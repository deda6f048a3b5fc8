//! Remote command vocabulary
//!
//! Commands cross the channel as text and address instances by id:
//!
//! ```text
//! instances["Counter1"] = new Counter("Counter1")
//! instances["Counter1"]._set_signal_from_py("count", "5")
//! instances["Counter1"]._link_js_signal("count", true)
//! instances["Counter1"].reset()
//! delete instances["Counter1"]
//! ```
//!
//! Push messages travel the opposite direction over the message channel:
//!
//! ```text
//! SIGNAL Counter1 count 5
//! ```
//!
//! Rendering and parsing are strict inverses for everything except `Call`,
//! whose expression is carried opaquely.

use tether_core::{InstanceId, TetherError, TetherResult};

const SET_SIGNAL_METHOD: &str = "_set_signal_from_py";
const LINK_SIGNAL_METHOD: &str = "_link_js_signal";

/// A command for the remote runtime
#[derive(Clone, Debug, PartialEq)]
pub enum Command {
    /// Instantiate the mirror object under the given id
    Construct { id: InstanceId, class: String },
    /// Assign an encoded value to the named signal, echo-suppressed
    ApplyValue {
        id: InstanceId,
        signal: String,
        encoded: String,
    },
    /// Toggle linked bookkeeping for the named signal
    LinkToggle {
        id: InstanceId,
        signal: String,
        link: bool,
    },
    /// Arbitrary method call, carried as an opaque expression
    Call { id: InstanceId, expression: String },
    /// Drop the mirror object (explicit teardown notification)
    Destroy { id: InstanceId },
}

impl Command {
    /// The instance this command is addressed to.
    pub fn target(&self) -> &InstanceId {
        match self {
            Command::Construct { id, .. }
            | Command::ApplyValue { id, .. }
            | Command::LinkToggle { id, .. }
            | Command::Call { id, .. }
            | Command::Destroy { id } => id,
        }
    }

    /// Render to command text.
    pub fn render(&self) -> String {
        match self {
            Command::Construct { id, class } => {
                format!("instances[\"{id}\"] = new {class}(\"{id}\")")
            }
            Command::ApplyValue {
                id,
                signal,
                encoded,
            } => {
                // The encoded value is embedded as a JSON string literal so
                // arbitrary payload text survives the framing.
                let literal = serde_json::to_string(encoded).expect("string literal");
                format!("instances[\"{id}\"].{SET_SIGNAL_METHOD}(\"{signal}\", {literal})")
            }
            Command::LinkToggle { id, signal, link } => {
                format!("instances[\"{id}\"].{LINK_SIGNAL_METHOD}(\"{signal}\", {link})")
            }
            Command::Call { id, expression } => {
                format!("instances[\"{id}\"].{expression}")
            }
            Command::Destroy { id } => format!("delete instances[\"{id}\"]"),
        }
    }

    /// Parse command text.
    pub fn parse(text: &str) -> TetherResult<Command> {
        let malformed = |what: &str| TetherError::MalformedCommand(format!("{what}: {text}"));

        if let Some(rest) = text.strip_prefix("delete instances[\"") {
            let id = rest
                .strip_suffix("\"]")
                .ok_or_else(|| malformed("unterminated delete target"))?;
            return Ok(Command::Destroy {
                id: InstanceId::from_wire(id),
            });
        }

        let rest = text
            .strip_prefix("instances[\"")
            .ok_or_else(|| malformed("unknown command shape"))?;
        let (id, rest) = rest
            .split_once("\"]")
            .ok_or_else(|| malformed("unterminated instance id"))?;
        let id = InstanceId::from_wire(id);

        if let Some(rest) = rest.strip_prefix(" = new ") {
            let (class, args) = rest
                .split_once('(')
                .ok_or_else(|| malformed("constructor without arguments"))?;
            let ctor_id = args
                .strip_prefix('"')
                .and_then(|a| a.strip_suffix("\")"))
                .ok_or_else(|| malformed("bad constructor argument"))?;
            if ctor_id != id.as_str() {
                return Err(malformed("constructor id mismatch"));
            }
            return Ok(Command::Construct {
                id,
                class: class.to_owned(),
            });
        }

        let expression = rest
            .strip_prefix('.')
            .ok_or_else(|| malformed("missing member access"))?;

        if let Some(args) = expression
            .strip_prefix(SET_SIGNAL_METHOD)
            .and_then(|e| e.strip_prefix('('))
        {
            let (signal, literal) = parse_signal_arg(args).ok_or_else(|| malformed("bad apply arguments"))?;
            let literal = literal
                .strip_suffix(')')
                .ok_or_else(|| malformed("unterminated apply"))?;
            let encoded: String = serde_json::from_str(literal)
                .map_err(|e| malformed(&format!("bad payload literal ({e})")))?;
            return Ok(Command::ApplyValue {
                id,
                signal,
                encoded,
            });
        }

        if let Some(args) = expression
            .strip_prefix(LINK_SIGNAL_METHOD)
            .and_then(|e| e.strip_prefix('('))
        {
            let (signal, flag) = parse_signal_arg(args).ok_or_else(|| malformed("bad link arguments"))?;
            let link = match flag {
                "true)" => true,
                "false)" => false,
                _ => return Err(malformed("bad link flag")),
            };
            return Ok(Command::LinkToggle { id, signal, link });
        }

        // Anything else is an arbitrary method call; carried verbatim.
        Ok(Command::Call {
            id,
            expression: expression.to_owned(),
        })
    }
}

/// Split `"<signal>", <rest>` into the signal name and the remainder.
/// Signal names are identifiers, so scanning to the closing quote is safe.
fn parse_signal_arg(args: &str) -> Option<(String, &str)> {
    let args = args.strip_prefix('"')?;
    let (signal, rest) = args.split_once('"')?;
    let rest = rest.strip_prefix(", ")?;
    Some((signal.to_owned(), rest))
}

/// Guest -> host push message: a mirrored signal changed on the guest side
#[derive(Clone, Debug, PartialEq)]
pub struct PushMessage {
    pub id: InstanceId,
    pub signal: String,
    pub encoded: String,
}

impl PushMessage {
    pub fn new(id: InstanceId, signal: impl Into<String>, encoded: impl Into<String>) -> Self {
        PushMessage {
            id,
            signal: signal.into(),
            encoded: encoded.into(),
        }
    }

    /// Render to message text: `SIGNAL <id> <signal> <encoded>`.
    pub fn render(&self) -> String {
        format!("SIGNAL {} {} {}", self.id, self.signal, self.encoded)
    }

    /// Parse message text. The encoded value may itself contain spaces, so
    /// only the first three tokens are split off.
    pub fn parse(text: &str) -> TetherResult<PushMessage> {
        let malformed = |what: &str| TetherError::MalformedMessage(format!("{what}: {text}"));

        let rest = text
            .strip_prefix("SIGNAL ")
            .ok_or_else(|| malformed("unknown message kind"))?;
        let mut parts = rest.splitn(3, ' ');
        let id = parts.next().filter(|s| !s.is_empty()).ok_or_else(|| malformed("missing id"))?;
        let signal = parts
            .next()
            .filter(|s| !s.is_empty())
            .ok_or_else(|| malformed("missing signal name"))?;
        let encoded = parts.next().ok_or_else(|| malformed("missing payload"))?;

        Ok(PushMessage {
            id: InstanceId::from_wire(id),
            signal: signal.to_owned(),
            encoded: encoded.to_owned(),
        })
    }
}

------------------------------------------------------------------------

ASSIGNMENT.
Check each line of the data above, and please copy the ones in which the string "unknown" occurs.

RESPONSE.
            .ok_or_else(|| malformed("unknown command shape"))?;
            .ok_or_else(|| malformed("unknown message kind"))?;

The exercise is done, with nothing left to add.